### Items listed in a dataset
# # # # # # #

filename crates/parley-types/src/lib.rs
pub mod api;
pub mod events;
pub mod models;
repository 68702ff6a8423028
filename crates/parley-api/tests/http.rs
use std::sync::Arc;

use axum::Router;
use axum::body::Body;
use axum::http::{Request, StatusCode, header};
use http_body_util::BodyExt;
use serde_json::{Value, json};
use tower::ServiceExt;

use parley_api::{AppStateInner, Limiters, router};
use parley_db::Database;
use parley_gateway::EventBus;
use parley_support::SupportContext;
use parley_support::llm::DisabledModel;
use parley_support::notify::LogNotifier;

fn app() -> Router {
    app_with_bus(EventBus::new())
}

fn app_with_bus(bus: EventBus) -> Router {
    let ctx = SupportContext {
        db: Arc::new(Database::open_in_memory().unwrap()),
        bus,
        notifier: Arc::new(LogNotifier),
        model: Arc::new(DisabledModel),
        admin_emails: Arc::from(Vec::<String>::new()),
        public_url: "http://localhost:3000".into(),
    };
    let state = AppStateInner::new(
        ctx,
        Limiters::default(),
        "test-secret".into(),
        Some("ops".into()),
    );
    router(Arc::new(state))
}

async fn call(
    app: &Router,
    method: &str,
    uri: &str,
    token: Option<&str>,
    body: Option<Value>,
) -> (StatusCode, Value) {
    let mut builder = Request::builder().method(method).uri(uri);
    if let Some(token) = token {
        builder = builder.header(header::AUTHORIZATION, format!("Bearer {}", token));
    }
    let request = match body {
        Some(body) => builder
            .header(header::CONTENT_TYPE, "application/json")
            .body(Body::from(body.to_string()))
            .unwrap(),
        None => builder.body(Body::empty()).unwrap(),
    };

    let response = app.clone().oneshot(request).await.unwrap();
    let status = response.status();
    let bytes = response.into_body().collect().await.unwrap().to_bytes();
    let value = serde_json::from_slice(&bytes).unwrap_or(Value::Null);
    (status, value)
}

async fn register(app: &Router, username: &str) -> String {
    let (status, body) = call(
        app,
        "POST",
        "/auth/register",
        None,
        Some(json!({ "username": username, "password": "correct horse" })),
    )
    .await;
    assert_eq!(status, StatusCode::CREATED);
    body["token"].as_str().unwrap().to_string()
}

#[tokio::test]
async fn health_is_public() {
    let app = app();
    let response = app
        .oneshot(Request::get("/health").body(Body::empty()).unwrap())
        .await
        .unwrap();
    assert_eq!(response.status(), StatusCode::OK);
}

#[tokio::test]
async fn bootstrap_admin_and_login() {
    let app = app();
    let (status, body) = call(
        &app,
        "POST",
        "/auth/register",
        None,
        Some(json!({ "username": "ops", "password": "correct horse" })),
    )
    .await;
    assert_eq!(status, StatusCode::CREATED);
    assert_eq!(body["role"], "ADMIN");

    let (status, _) = call(
        &app,
        "POST",
        "/auth/register",
        None,
        Some(json!({ "username": "ops", "password": "another pass" })),
    )
    .await;
    assert_eq!(status, StatusCode::CONFLICT);

    let (status, body) = call(
        &app,
        "POST",
        "/auth/login",
        None,
        Some(json!({ "username": "ops", "password": "correct horse" })),
    )
    .await;
    assert_eq!(status, StatusCode::OK);
    assert_eq!(body["role"], "ADMIN");

    let (status, _) = call(
        &app,
        "POST",
        "/auth/login",
        None,
        Some(json!({ "username": "ops", "password": "wrong password" })),
    )
    .await;
    assert_eq!(status, StatusCode::UNAUTHORIZED);
}

#[tokio::test]
async fn guest_conversation_lifecycle_over_http() {
    let app = app();
    let admin = register(&app, "ops").await;
    let user = register(&app, "visitor").await;

    let (status, body) = call(
        &app,
        "POST",
        "/conversations",
        None,
        Some(json!({ "contactEmail": "guest@example.com" })),
    )
    .await;
    assert_eq!(status, StatusCode::CREATED);
    assert_eq!(body["conversation"]["status"], "AI_ONLY");
    let id = body["conversation"]["id"].as_str().unwrap().to_string();

    let (status, _) = call(&app, "GET", &format!("/conversations/{id}"), None, None).await;
    assert_eq!(status, StatusCode::OK);

    let (status, body) = call(
        &app,
        "POST",
        &format!("/conversations/{id}/request-human"),
        None,
        None,
    )
    .await;
    assert_eq!(status, StatusCode::OK);
    assert_eq!(body["changed"], true);
    assert_eq!(body["conversation"]["status"], "REQUESTED_HUMAN");

    let takeover = format!("/admin/conversations/{id}/takeover");
    assert_eq!(call(&app, "POST", &takeover, None, None).await.0, StatusCode::UNAUTHORIZED);
    assert_eq!(call(&app, "POST", &takeover, Some(&user), None).await.0, StatusCode::FORBIDDEN);
    let (status, body) = call(&app, "POST", &takeover, Some(&admin), None).await;
    assert_eq!(status, StatusCode::OK);
    assert_eq!(body["conversation"]["status"], "HUMAN_ACTIVE");

    let (status, body) = call(
        &app,
        "POST",
        &format!("/admin/conversations/{id}/status"),
        Some(&admin),
        Some(json!({ "status": "SNOOZED" })),
    )
    .await;
    assert_eq!(status, StatusCode::BAD_REQUEST);
    assert!(body["error"].as_str().unwrap().contains("SNOOZED"));

    let (status, body) = call(
        &app,
        "GET",
        &format!("/conversations/{id}/messages?limit=10"),
        None,
        None,
    )
    .await;
    assert_eq!(status, StatusCode::OK);
    assert_eq!(body["messages"].as_array().unwrap().len(), 2);

    let (status, body) = call(
        &app,
        "POST",
        &format!("/admin/conversations/{id}/escalate"),
        Some(&admin),
        Some(json!({})),
    )
    .await;
    assert_eq!(status, StatusCode::CREATED);
    assert_eq!(body["ticket"]["subject"], "Support request from guest@example.com");
    assert_eq!(body["copiedMessages"], 2);

    let (status, _) = call(
        &app,
        "POST",
        &format!("/admin/conversations/{id}/close"),
        Some(&admin),
        None,
    )
    .await;
    assert_eq!(status, StatusCode::OK);
    let (status, _) = call(&app, "POST", &takeover, Some(&admin), None).await;
    assert_eq!(status, StatusCode::CONFLICT);

    let (status, body) = call(&app, "GET", "/admin/conversations?status=CLOSED", Some(&admin), None).await;
    assert_eq!(status, StatusCode::OK);
    assert_eq!(body["conversations"].as_array().unwrap().len(), 1);
}

#[tokio::test]
async fn invalid_token_is_rejected() {
    let app = app();
    let (status, _) = call(&app, "GET", "/admin/conversations", Some("garbage"), None).await;
    assert_eq!(status, StatusCode::UNAUTHORIZED);
}

#[tokio::test]
async fn conversation_creation_hits_the_rate_limit() {
    let app = app();
    for _ in 0..10 {
        let (status, _) = call(&app, "POST", "/conversations", None, Some(json!({}))).await;
        assert_eq!(status, StatusCode::CREATED);
    }

    let request = Request::post("/conversations")
        .header(header::CONTENT_TYPE, "application/json")
        .body(Body::from("{}"))
        .unwrap();
    let response = app.clone().oneshot(request).await.unwrap();
    assert_eq!(response.status(), StatusCode::TOO_MANY_REQUESTS);
    assert!(response.headers().contains_key(header::RETRY_AFTER));
}

#[tokio::test]
async fn event_stream_requires_a_conversation_id() {
    let app = app();
    let (status, _) = call(&app, "GET", "/events", None, None).await;
    assert_eq!(status, StatusCode::BAD_REQUEST);

    let (status, _) = call(&app, "GET", "/events?conversationId=missing", None, None).await;
    assert_eq!(status, StatusCode::NOT_FOUND);
}

#[tokio::test]
async fn event_stream_opens_for_a_guest_conversation() {
    let app = app();
    let (_, body) = call(&app, "POST", "/conversations", None, Some(json!({}))).await;
    let id = body["conversation"]["id"].as_str().unwrap();

    let response = app
        .clone()
        .oneshot(
            Request::get(format!("/conversations/{id}/events"))
                .body(Body::empty())
                .unwrap(),
        )
        .await
        .unwrap();
    assert_eq!(response.status(), StatusCode::OK);
    assert_eq!(response.headers()[header::CONTENT_TYPE], "text/event-stream");

    let mut body = response.into_body();
    let first = body.frame().await.unwrap().unwrap().into_data().unwrap();
    assert!(String::from_utf8_lossy(&first).contains(r#"{"type":"connected"}"#));
}

#[tokio::test]
async fn event_stream_after_bus_shutdown_is_unavailable() {
    let bus = EventBus::new();
    let app = app_with_bus(bus.clone());
    let (_, body) = call(&app, "POST", "/conversations", None, Some(json!({}))).await;
    let id = body["conversation"]["id"].as_str().unwrap().to_string();

    bus.shutdown();
    let (status, _) = call(&app, "GET", &format!("/conversations/{id}/events"), None, None).await;
    assert_eq!(status, StatusCode::SERVICE_UNAVAILABLE);
    assert_eq!(bus.subscriber_count(), 0);
}

#[tokio::test]
async fn leads_capture_and_admin_export() {
    let app = app();
    let admin = register(&app, "ops").await;

    let (status, body) = call(
        &app,
        "POST",
        "/leads",
        None,
        Some(json!({ "name": "Ada", "email": "ada@example.com", "company": "Engines, Ltd" })),
    )
    .await;
    assert_eq!(status, StatusCode::CREATED);
    let lead_id = body["lead"]["id"].as_str().unwrap().to_string();

    let response = app
        .clone()
        .oneshot(
            Request::get("/admin/leads/export")
                .header(header::AUTHORIZATION, format!("Bearer {}", admin))
                .body(Body::empty())
                .unwrap(),
        )
        .await
        .unwrap();
    assert_eq!(response.status(), StatusCode::OK);
    assert!(
        response.headers()[header::CONTENT_TYPE]
            .to_str()
            .unwrap()
            .starts_with("text/csv")
    );
    let csv = response.into_body().collect().await.unwrap().to_bytes();
    assert!(String::from_utf8_lossy(&csv).contains("\"Engines, Ltd\""));

    // No model configured: enrichment is an upstream failure
    let (status, _) = call(
        &app,
        "POST",
        &format!("/admin/leads/{lead_id}/enrich"),
        Some(&admin),
        None,
    )
    .await;
    assert_eq!(status, StatusCode::BAD_GATEWAY);
}
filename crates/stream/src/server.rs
//! HTTP surface: streaming reads, partition listing and publishing.

use std::{convert::Infallible, future::Future, sync::Arc, time::Duration};

use axum::{
    Json, Router,
    body::Body,
    extract::{Path, Query, State},
    http::{HeaderMap, Method, StatusCode, header},
    response::{IntoResponse, Response},
    routing::get,
};
use bytes::Bytes;
use serde::Deserialize;
use tokio::sync::{mpsc, watch};
use tokio_stream::wrappers::ReceiverStream;
use tower_http::cors::{Any, CorsLayer};
use tracing::{debug, info, warn};

use crate::{
    cursor::{Cursor, CursorError, parse_cursors},
    log::{EventLog, LogError},
    orchestrator::Orchestrator,
    resolver::{ResolveError, resolve_pollers},
    types::{OptionsError, PartitionView, ServerOptions, StreamingOptions},
};

/// Request header carrying the client's resume cursors.
pub const CURSORS_HEADER: &str = "X-Nakadi-Cursors";

/// Content type of the batch stream.
pub const BATCH_STREAM_CONTENT_TYPE: &str = "application/x-json-stream";

/// Application state shared across handlers.
pub struct AppState<L> {
    pub log: Arc<L>,
    pub options: ServerOptions,
    /// Flips to `true` when the server starts shutting down
    pub shutdown: watch::Receiver<bool>,
}

impl<L> Clone for AppState<L> {
    fn clone(&self) -> Self {
        Self {
            log: self.log.clone(),
            options: self.options.clone(),
            shutdown: self.shutdown.clone(),
        }
    }
}

/// Per-request overrides for GET requests.
#[derive(Debug, Default, Deserialize)]
pub struct ReadQuery {
    pub batch_limit: Option<usize>,
    /// Seconds
    pub batch_flush_timeout: Option<u64>,
}

impl ReadQuery {
    fn apply(&self, defaults: &StreamingOptions) -> Result<StreamingOptions, OptionsError> {
        let mut options = defaults.clone();
        if let Some(limit) = self.batch_limit {
            options.batch_limit = limit;
        }
        if let Some(seconds) = self.batch_flush_timeout {
            options.flush_timeout = Duration::from_secs(seconds);
        }
        options.validate()?;
        Ok(options)
    }
}

/// Errors returned to HTTP clients.
#[derive(Debug, thiserror::Error)]
pub enum ApiError {
    #[error(transparent)]
    Cursor(#[from] CursorError),

    #[error(transparent)]
    Resolve(#[from] ResolveError),

    #[error(transparent)]
    Log(#[from] LogError),

    #[error(transparent)]
    Options(#[from] OptionsError),

    #[error("{0}")]
    BadRequest(String),
}

fn log_error_status(err: &LogError) -> StatusCode {
    match err {
        LogError::NotFound(_) | LogError::ShardNotFound { .. } => StatusCode::NOT_FOUND,
        LogError::InvalidSequence(_) => StatusCode::BAD_REQUEST,
        _ => StatusCode::INTERNAL_SERVER_ERROR,
    }
}

impl ApiError {
    pub fn status(&self) -> StatusCode {
        match self {
            ApiError::Cursor(_) | ApiError::Options(_) | ApiError::BadRequest(_) => {
                StatusCode::BAD_REQUEST
            }
            ApiError::Resolve(ResolveError::UnknownPartition(_)) => StatusCode::NOT_FOUND,
            ApiError::Resolve(ResolveError::DuplicatePartition(_)) => StatusCode::BAD_REQUEST,
            ApiError::Resolve(ResolveError::Upstream(err)) | ApiError::Log(err) => {
                log_error_status(err)
            }
        }
    }
}

impl IntoResponse for ApiError {
    fn into_response(self) -> Response {
        let status = self.status();
        if status.is_server_error() {
            warn!(error = %self, "Request failed");
        }
        (status, self.to_string()).into_response()
    }
}

/// Create the router with all endpoints.
pub fn create_router<L: EventLog>(state: AppState<L>) -> Router {
    let cors = CorsLayer::new()
        .allow_origin(Any)
        .allow_methods([Method::GET, Method::POST, Method::OPTIONS])
        .allow_headers(Any)
        .expose_headers(Any);

    Router::new()
        .route("/health", get(handle_health))
        .route(
            "/event-types/{name}/events",
            get(handle_read::<L>).post(handle_publish::<L>),
        )
        .route("/event-types/{name}/partitions", get(handle_partitions::<L>))
        .layer(cors)
        .with_state(state)
}

async fn handle_health() -> &'static str {
    "OK"
}

/// GET - Open a batch stream over every shard (or the shards named by the
/// cursors header).
async fn handle_read<L: EventLog>(
    State(state): State<AppState<L>>,
    Path(name): Path<String>,
    Query(query): Query<ReadQuery>,
    headers: HeaderMap,
) -> Result<Response, ApiError> {
    let streaming = query.apply(&state.options.streaming)?;

    let cursors = match headers.get(CURSORS_HEADER) {
        Some(value) => {
            let raw = value.to_str().map_err(|_| {
                ApiError::BadRequest(format!("{} is not valid text", CURSORS_HEADER))
            })?;
            parse_cursors(raw)?
        }
        None => Vec::new(),
    };

    let shards = state.log.list_shards(&name).await?;
    let pollers = resolve_pollers(&state.log, &name, &shards, &cursors, &streaming).await?;
    debug!(stream = %name, shards = pollers.len(), resumed = !cursors.is_empty(), "Opening stream");

    let (tx, rx) = mpsc::channel::<Result<Bytes, Infallible>>(state.options.output_buffer.max(1));
    let orchestrator = Orchestrator::new(name, pollers, streaming, state.shutdown.clone());
    tokio::spawn(async move {
        // Termination is logged by the orchestrator itself
        let _ = orchestrator.run(tx).await;
    });

    Ok((
        [(header::CONTENT_TYPE, BATCH_STREAM_CONTENT_TYPE)],
        Body::from_stream(ReceiverStream::new(rx)),
    )
        .into_response())
}

/// GET - Describe the partitions of a stream
async fn handle_partitions<L: EventLog>(
    State(state): State<AppState<L>>,
    Path(name): Path<String>,
) -> Result<Json<Vec<PartitionView>>, ApiError> {
    let shards = state.log.list_shards(&name).await?;
    Ok(Json(shards.into_iter().map(PartitionView::from).collect()))
}

/// POST - Publish one event to a random shard
async fn handle_publish<L: EventLog>(
    State(state): State<AppState<L>>,
    Path(name): Path<String>,
    body: Bytes,
) -> Result<(StatusCode, Json<Cursor>), ApiError> {
    if body.is_empty() {
        return Err(ApiError::BadRequest("Empty body not allowed".to_string()));
    }

    let cursor = state.log.put(&name, body).await?;
    debug!(stream = %name, partition = %cursor.partition, offset = %cursor.offset, "Published event");
    Ok((StatusCode::CREATED, Json(cursor)))
}

/// Start the server and run until `shutdown` resolves.
///
/// Open streams are told to finish once `shutdown` resolves, and the server
/// returns after they have.
pub async fn start_server<L: EventLog>(
    log: Arc<L>,
    options: ServerOptions,
    shutdown: impl Future<Output = ()> + Send + 'static,
) -> std::io::Result<()> {
    let (stop_tx, stop_rx) = watch::channel(false);
    let state = AppState {
        log,
        options: options.clone(),
        shutdown: stop_rx,
    };

    let router = create_router(state);

    let addr = format!("{}:{}", options.host, options.port);
    info!("Starting event stream server on {}", addr);

    let listener = tokio::net::TcpListener::bind(&addr).await?;
    axum::serve(listener, router)
        .with_graceful_shutdown(async move {
            shutdown.await;
            info!("Shutting down, closing open streams");
            stop_tx.send_replace(true);
        })
        .await?;

    Ok(())
}
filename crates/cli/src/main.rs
use std::{
    path::{Path, PathBuf},
    process,
};

use clap::{Parser, Subcommand};

mod check;
mod manifest;
mod serve;

use manifest::Manifest;

#[derive(Clone, Debug)]
pub struct Context {
    pub manifest_path: PathBuf,
    pub manifest: Manifest,
}

#[derive(Parser, Debug)]
#[clap(author, version, about = "Shardcast - stream sharded event logs over HTTP", long_about = None)]
struct Opts {
    /// Path to the shardcast.yaml manifest file (default: ./shardcast.yaml)
    #[arg(
        long = "manifest-path",
        short = 'm',
        global = true,
        default_value = "./shardcast.yaml"
    )]
    manifest_path: PathBuf,

    #[clap(subcommand)]
    command: Command,
}

#[derive(Subcommand, PartialEq, Clone, Debug)]
enum Command {
    /// Start the event stream server
    Serve(serve::ServeCommand),
    /// Validate the manifest and print the effective configuration
    Check(check::CheckCommand),
}

#[tokio::main]
async fn main() {
    let opts: Opts = match Opts::try_parse() {
        Ok(opts) => opts,
        Err(e) => {
            let _ = e.print();
            process::exit(e.exit_code());
        }
    };

    // Get the directory containing the manifest file
    let manifest_dir = opts
        .manifest_path
        .parent()
        .unwrap_or_else(|| Path::new("."))
        .to_path_buf();

    load_env_file(&manifest_dir);

    let manifest = match Manifest::load(&opts.manifest_path) {
        Ok(manifest) => {
            eprintln!("✓ Loaded manifest from {}", opts.manifest_path.display());
            manifest
        }
        Err(e) => {
            eprintln!("Warning: {}", e);
            eprintln!("Using default configuration...");
            Manifest::default()
        }
    };

    let ctx = Context {
        manifest_path: opts.manifest_path.clone(),
        manifest,
    };

    if let Err(e) = handle_command(opts, &ctx).await {
        eprintln!("Error: {}", e);
        process::exit(1);
    }
}

/// Load environment variables from .env file in the manifest directory
fn load_env_file(manifest_dir: &Path) {
    let env_file_path = manifest_dir.join(".env");

    match dotenvy::from_path(&env_file_path) {
        Ok(_) => {
            eprintln!("✓ Loaded environment from {}", env_file_path.display());
        }
        Err(e) if e.not_found() => {
            // .env file not found is fine, just continue silently
        }
        Err(e) => {
            eprintln!(
                "Warning: Failed to load .env file at {}: {}",
                env_file_path.display(),
                e
            );
        }
    }
}

async fn handle_command(opts: Opts, ctx: &Context) -> Result<(), String> {
    match opts.command {
        Command::Serve(cmd) => cmd.execute(ctx).await.map_err(|e| e.to_string()),
        Command::Check(cmd) => cmd.execute(ctx),
    }
}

# # # # # # #

### What to produce
Go through the entries above and copy each line with "builder" in it.

### Task response
    let mut builder = Request::builder().method(method).uri(uri);
        builder = builder.header(header::AUTHORIZATION, format!("Bearer {}", token));
        Some(body) => builder
        None => builder.body(Body::empty()).unwrap(),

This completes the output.